Se não houver risco de vida identificado após a avaliação inicial, o adolescente deve ser encaminhado para um Serviço com equipas com formação em PCA e conhecimentos sólidos acerca do desenvolvimento físico e psicológico de um adolescente saudável. A avaliação e a abordagem devem ser multidisciplinares por uma equipa constituída por Pedopsiquiatra, Pediatra com formação em Medicina do Adolescente, Enfermeiro, Psicólogo e Nutricionista3,6.
O tratamento consiste na intervenção psicopatológica, orientação de eventuais comorbilidades psiquiátricas e na estabilização orgânica com a inerente reabilitação nutricional associada6.
Para a deteção precoce de uma PCA, sugerimos que sejam procurados os seguintes aspetos5:
Perda ponderal significativa, mesmo com IMC adequado;
Comportamento alimentar desadequado, com início de dietas/alimentação "saudável", ou o simples facto de saltar refeições;
Insatisfação quanto à sua imagem corporal, nomeadamente o facto de não gostar de partes do seu corpo;
Inicio de exercício físico exagerado.
O principal papel do Pediatra ou Médico de Família é o reconhecimento ou suspeita diagnóstica precoce da PCA, identificação de fatores que colocam em risco a vida do adolescente, seguida de uma referenciação atempada para equipas especializadas nesta patologia.

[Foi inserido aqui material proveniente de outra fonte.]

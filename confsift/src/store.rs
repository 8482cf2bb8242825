//! In-memory store of saved configuration snapshots.
//!
//! Snapshots are grouped by application name and identified within it by
//! `{application}_{environment}_{version}`. Saving the same identity again
//! replaces the earlier snapshot. An application disappears from the store
//! when its last snapshot is deleted.

use std::collections::BTreeMap;
use std::fmt;

use chrono::{DateTime, Utc};
use serde::{Deserialize, Serialize};
use slog::{info, Logger};

use crate::document::{self, ConfigDocument, ExportArtifact};
use crate::error::{Result, StoreError};
use crate::logging;
use crate::record::ConfigRecord;
use crate::session::ExtractionSession;

/// Deployment stage a snapshot is saved for.
#[derive(Clone, Copy, Debug, PartialEq, Eq, Hash, PartialOrd, Ord, Serialize, Deserialize)]
#[serde(rename_all = "UPPERCASE")]
pub enum Environment {
    Dev,
    Qa,
    Uat,
    Prod,
}

impl Environment {
    pub const ALL: [Environment; 4] = [
        Environment::Dev,
        Environment::Qa,
        Environment::Uat,
        Environment::Prod,
    ];

    pub const fn as_str(self) -> &'static str {
        match self {
            Environment::Dev => "DEV",
            Environment::Qa => "QA",
            Environment::Uat => "UAT",
            Environment::Prod => "PROD",
        }
    }
}

impl fmt::Display for Environment {
    fn fmt(&self, f: &mut fmt::Formatter<'_>) -> fmt::Result {
        f.write_str(self.as_str())
    }
}

/// `{application}_{environment}_{version}`.
pub fn config_id(application: &str, environment: Environment, version: &str) -> String {
    format!("{application}_{environment}_{version}")
}

/// A saved copy of a session's records.
#[derive(Clone, PartialEq, Eq, Serialize, Deserialize)]
#[serde(rename_all = "camelCase")]
pub struct SavedSnapshot {
    /// The version label the snapshot was saved under.
    pub name: String,
    pub environment: Environment,
    pub original_file_name: String,
    pub original_content: String,
    pub records: Vec<ConfigRecord>,
    pub saved_at: DateTime<Utc>,
}

impl SavedSnapshot {
    pub fn document(&self) -> ConfigDocument {
        ConfigDocument::new(self.original_file_name.clone(), self.original_content.clone())
    }

    /// Opens a fresh session over the saved records.
    pub fn restore(&self, logger: Logger) -> ExtractionSession {
        ExtractionSession::from_records(self.document(), self.records.clone(), logger)
    }
}

impl fmt::Debug for SavedSnapshot {
    fn fmt(&self, f: &mut fmt::Formatter<'_>) -> fmt::Result {
        f.debug_struct("SavedSnapshot")
            .field("name", &self.name)
            .field("environment", &self.environment)
            .field("original_file_name", &self.original_file_name)
            .field("records", &self.records)
            .field("saved_at", &self.saved_at)
            .finish_non_exhaustive()
    }
}

#[derive(Clone, Debug)]
pub struct SnapshotStore {
    applications: BTreeMap<String, BTreeMap<String, SavedSnapshot>>,
    logger: Logger,
}

impl Default for SnapshotStore {
    fn default() -> Self {
        Self::new(logging::discard())
    }
}

impl SnapshotStore {
    pub fn new(logger: Logger) -> Self {
        Self {
            applications: BTreeMap::new(),
            logger,
        }
    }

    /// Saves the session's current records and returns the config id.
    ///
    /// `application` and `version` are trimmed and must not be empty.
    pub fn save(
        &mut self,
        application: &str,
        environment: Environment,
        version: &str,
        session: &ExtractionSession,
    ) -> Result<String, StoreError> {
        let application = application.trim();
        let version = version.trim();
        if application.is_empty() {
            return Err(StoreError::MissingField("application"));
        }
        if version.is_empty() {
            return Err(StoreError::MissingField("version"));
        }

        let id = config_id(application, environment, version);
        let snapshot = SavedSnapshot {
            name: version.to_string(),
            environment,
            original_file_name: session.document().file_name().to_string(),
            original_content: session.document().content().to_string(),
            records: session.records().to_vec(),
            saved_at: Utc::now(),
        };
        let replaced = self
            .applications
            .entry(application.to_string())
            .or_default()
            .insert(id.clone(), snapshot)
            .is_some();

        info!(self.logger, "configuration saved";
            "application" => application,
            "config_id" => &id,
            "records" => session.records().len(),
            "replaced" => replaced);
        Ok(id)
    }

    pub fn get(&self, application: &str, config_id: &str) -> Option<&SavedSnapshot> {
        self.applications.get(application)?.get(config_id)
    }

    /// Application names, sorted.
    pub fn applications(&self) -> impl Iterator<Item = &str> + '_ {
        self.applications.keys().map(String::as_str)
    }

    /// Snapshots of one application, sorted by config id.
    pub fn list(&self, application: &str) -> Vec<(&str, &SavedSnapshot)> {
        self.applications
            .get(application)
            .map(|snapshots| {
                snapshots
                    .iter()
                    .map(|(id, snapshot)| (id.as_str(), snapshot))
                    .collect()
            })
            .unwrap_or_default()
    }

    pub fn len(&self) -> usize {
        self.applications.values().map(BTreeMap::len).sum()
    }

    pub fn is_empty(&self) -> bool {
        self.applications.is_empty()
    }

    /// Removes a snapshot, and its application once it has no snapshots left.
    pub fn delete(
        &mut self,
        application: &str,
        config_id: &str,
    ) -> Result<SavedSnapshot, StoreError> {
        let not_found = || StoreError::NotFound {
            application: application.to_string(),
            config_id: config_id.to_string(),
        };
        let snapshots = self.applications.get_mut(application).ok_or_else(not_found)?;
        let removed = snapshots.remove(config_id).ok_or_else(not_found)?;
        if snapshots.is_empty() {
            self.applications.remove(application);
        }
        info!(self.logger, "configuration deleted";
            "application" => application,
            "config_id" => config_id);
        Ok(removed)
    }

    /// Rebuilds a saved snapshot into a file named after its config id.
    pub fn export(&self, application: &str, config_id: &str) -> Result<ExportArtifact> {
        let snapshot = self.get(application, config_id).ok_or_else(|| StoreError::NotFound {
            application: application.to_string(),
            config_id: config_id.to_string(),
        })?;
        let artifact = document::export(&snapshot.records, &snapshot.document(), config_id)?;
        info!(self.logger, "configuration exported";
            "config_id" => config_id,
            "export_file" => &artifact.file_name);
        Ok(artifact)
    }
}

1 - Serrano A; Sancho G; Rivero J. Trastorno del comportamiento alimentario. I Curso de Psiquiatría del niño y del adolescente para pediatras. Sociedad Española de Medicina de la Adolescencia (SEMA). 2020; 4; p. 163-187.
2 - American Psychiatric Association. Diagnostic and Statistical Manual of Mental Disorders: DSM-5™. 5th ed. 2013.
3 - Casanova T, Santos P, Figueiredo C, Silveira A. Anorexia Nervosa: proposta de linhas orientadoras. Secção de Medicina do Adolescente da Sociedade Portuguesa de Pediatria. Acta Pediátrica Portuguesa. 2009: 40(3): p. 133-135.
4 - National Guideline Alliance (UK). Eating Disorders: Recognition and Treatment. London: National Institute for Health and Care Excellence (NICE); 2017 May. PMID: 28654225.
5 - Bacalhau S, Moleiro P. Perturbações do comportamento alimentar em adolescentes – o que procurar? Acta Med Port. 2010; 23(5): p. 777-784.
6 - Equipa das Perturbações do Comportamento Alimentar do Centro Hospitalar Tondela-Viseu. Anorexia Nervosa – Protocolo de Atuação. Viseu, 2017, janeiro.
7 - Hay P, Chinn D, Forbes D, Madden S, Newton R, Sugenor L, et al. Royal Australian and New Zealand College of Psychiatrists clinical practice guidelines for the treatment of eating disorders. Aust N Z J Psychiatry. 2014; 48(11): p. 977–1008.
8 - Royal College of Psychiatrist. Medical Emergencies in Eating Disorders: Guidance on Recognition and Management. 2022, May.